PROMPT:
Note each line in the data below that holds "category", and copy it.

DATASET RECORDS:
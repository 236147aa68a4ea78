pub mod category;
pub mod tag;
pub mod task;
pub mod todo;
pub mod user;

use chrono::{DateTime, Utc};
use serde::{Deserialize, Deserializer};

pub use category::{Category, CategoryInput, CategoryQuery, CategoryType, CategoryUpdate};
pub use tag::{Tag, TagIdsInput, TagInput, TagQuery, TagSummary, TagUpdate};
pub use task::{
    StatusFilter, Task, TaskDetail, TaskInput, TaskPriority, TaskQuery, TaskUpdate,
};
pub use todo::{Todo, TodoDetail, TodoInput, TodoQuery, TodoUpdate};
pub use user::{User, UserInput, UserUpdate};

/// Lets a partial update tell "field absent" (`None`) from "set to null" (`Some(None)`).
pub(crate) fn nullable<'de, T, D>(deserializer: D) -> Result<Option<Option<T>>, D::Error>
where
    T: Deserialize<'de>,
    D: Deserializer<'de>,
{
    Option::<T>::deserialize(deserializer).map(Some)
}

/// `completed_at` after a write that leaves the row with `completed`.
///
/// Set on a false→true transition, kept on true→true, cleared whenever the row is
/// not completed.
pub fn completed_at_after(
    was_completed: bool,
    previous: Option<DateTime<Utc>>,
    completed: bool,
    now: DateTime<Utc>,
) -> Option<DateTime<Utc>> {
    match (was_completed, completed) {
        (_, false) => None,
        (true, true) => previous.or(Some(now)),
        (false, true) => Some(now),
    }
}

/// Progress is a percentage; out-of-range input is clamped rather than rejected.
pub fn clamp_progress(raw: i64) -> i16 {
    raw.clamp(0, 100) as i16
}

...

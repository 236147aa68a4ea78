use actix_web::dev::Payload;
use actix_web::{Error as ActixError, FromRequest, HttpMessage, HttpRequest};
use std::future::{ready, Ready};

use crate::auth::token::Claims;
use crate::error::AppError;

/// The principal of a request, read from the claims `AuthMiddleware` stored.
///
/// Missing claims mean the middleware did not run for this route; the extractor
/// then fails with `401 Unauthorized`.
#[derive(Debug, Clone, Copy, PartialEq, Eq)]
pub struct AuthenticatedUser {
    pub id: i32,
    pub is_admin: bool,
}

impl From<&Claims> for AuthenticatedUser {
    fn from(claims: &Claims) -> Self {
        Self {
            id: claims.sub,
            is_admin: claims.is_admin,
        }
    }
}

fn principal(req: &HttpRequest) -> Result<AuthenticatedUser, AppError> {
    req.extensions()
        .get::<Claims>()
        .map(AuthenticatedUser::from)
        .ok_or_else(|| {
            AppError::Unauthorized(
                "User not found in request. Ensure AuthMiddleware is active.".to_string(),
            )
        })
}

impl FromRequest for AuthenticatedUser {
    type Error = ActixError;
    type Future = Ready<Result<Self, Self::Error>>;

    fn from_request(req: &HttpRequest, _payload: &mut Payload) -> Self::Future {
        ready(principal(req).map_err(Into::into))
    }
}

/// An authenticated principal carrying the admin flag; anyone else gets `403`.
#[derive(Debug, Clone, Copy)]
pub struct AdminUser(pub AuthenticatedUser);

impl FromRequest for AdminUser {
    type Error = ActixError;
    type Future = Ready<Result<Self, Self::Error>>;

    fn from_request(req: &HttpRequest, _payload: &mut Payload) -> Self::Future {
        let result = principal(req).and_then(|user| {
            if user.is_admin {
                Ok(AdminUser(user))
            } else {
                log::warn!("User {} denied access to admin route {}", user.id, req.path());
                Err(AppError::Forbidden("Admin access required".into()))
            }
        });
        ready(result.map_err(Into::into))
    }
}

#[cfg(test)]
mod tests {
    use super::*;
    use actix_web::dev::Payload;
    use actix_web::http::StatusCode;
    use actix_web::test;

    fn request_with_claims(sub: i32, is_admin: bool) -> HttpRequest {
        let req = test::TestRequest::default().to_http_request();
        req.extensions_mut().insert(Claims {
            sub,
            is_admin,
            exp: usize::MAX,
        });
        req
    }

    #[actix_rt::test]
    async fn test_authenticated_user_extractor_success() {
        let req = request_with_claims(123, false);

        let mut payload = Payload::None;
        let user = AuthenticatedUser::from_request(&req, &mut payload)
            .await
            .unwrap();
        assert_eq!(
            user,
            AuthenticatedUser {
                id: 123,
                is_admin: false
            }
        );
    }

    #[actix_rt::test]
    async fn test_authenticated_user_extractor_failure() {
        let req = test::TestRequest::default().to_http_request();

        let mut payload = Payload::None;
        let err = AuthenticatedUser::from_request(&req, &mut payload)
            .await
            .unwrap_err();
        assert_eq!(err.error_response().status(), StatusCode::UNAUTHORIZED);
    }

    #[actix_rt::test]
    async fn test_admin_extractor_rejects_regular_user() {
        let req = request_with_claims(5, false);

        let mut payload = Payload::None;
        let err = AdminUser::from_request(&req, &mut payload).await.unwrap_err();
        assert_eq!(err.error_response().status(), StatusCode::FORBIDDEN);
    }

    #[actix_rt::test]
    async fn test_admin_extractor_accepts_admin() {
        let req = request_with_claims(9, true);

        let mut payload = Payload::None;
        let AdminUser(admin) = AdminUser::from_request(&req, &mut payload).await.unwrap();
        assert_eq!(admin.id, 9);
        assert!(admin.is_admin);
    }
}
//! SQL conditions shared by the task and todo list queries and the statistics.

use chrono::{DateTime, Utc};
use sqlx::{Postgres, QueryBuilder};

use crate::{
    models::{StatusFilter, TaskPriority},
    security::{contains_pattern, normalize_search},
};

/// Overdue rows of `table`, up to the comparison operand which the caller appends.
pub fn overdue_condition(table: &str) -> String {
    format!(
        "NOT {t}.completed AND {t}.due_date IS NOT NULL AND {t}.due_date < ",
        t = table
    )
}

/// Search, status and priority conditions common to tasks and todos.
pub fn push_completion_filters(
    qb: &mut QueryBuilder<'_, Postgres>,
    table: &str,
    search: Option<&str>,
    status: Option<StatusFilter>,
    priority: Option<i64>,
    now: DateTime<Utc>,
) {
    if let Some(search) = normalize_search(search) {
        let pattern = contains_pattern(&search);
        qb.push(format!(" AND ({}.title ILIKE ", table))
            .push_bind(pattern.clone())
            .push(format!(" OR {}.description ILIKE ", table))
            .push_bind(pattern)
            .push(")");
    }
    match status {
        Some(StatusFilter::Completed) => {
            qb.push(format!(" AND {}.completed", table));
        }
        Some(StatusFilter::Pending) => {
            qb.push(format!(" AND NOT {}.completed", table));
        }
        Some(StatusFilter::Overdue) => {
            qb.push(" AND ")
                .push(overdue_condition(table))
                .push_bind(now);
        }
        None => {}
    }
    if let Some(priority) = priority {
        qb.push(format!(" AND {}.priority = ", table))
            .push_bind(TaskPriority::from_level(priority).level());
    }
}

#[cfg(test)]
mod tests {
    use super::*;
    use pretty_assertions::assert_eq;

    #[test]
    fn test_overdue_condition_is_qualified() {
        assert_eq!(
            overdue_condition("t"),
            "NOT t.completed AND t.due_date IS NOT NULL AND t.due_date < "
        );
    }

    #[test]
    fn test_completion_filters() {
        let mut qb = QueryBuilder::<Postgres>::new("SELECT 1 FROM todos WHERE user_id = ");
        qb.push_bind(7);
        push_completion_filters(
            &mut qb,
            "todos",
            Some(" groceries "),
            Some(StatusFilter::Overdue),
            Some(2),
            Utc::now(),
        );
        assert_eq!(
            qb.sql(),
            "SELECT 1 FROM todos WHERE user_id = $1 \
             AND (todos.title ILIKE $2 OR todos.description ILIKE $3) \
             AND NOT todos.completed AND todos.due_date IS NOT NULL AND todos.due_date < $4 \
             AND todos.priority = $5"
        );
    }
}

OUTPUT OF THE EXERCISE:
pub mod category;
pub use category::{Category, CategoryInput, CategoryQuery, CategoryType, CategoryUpdate};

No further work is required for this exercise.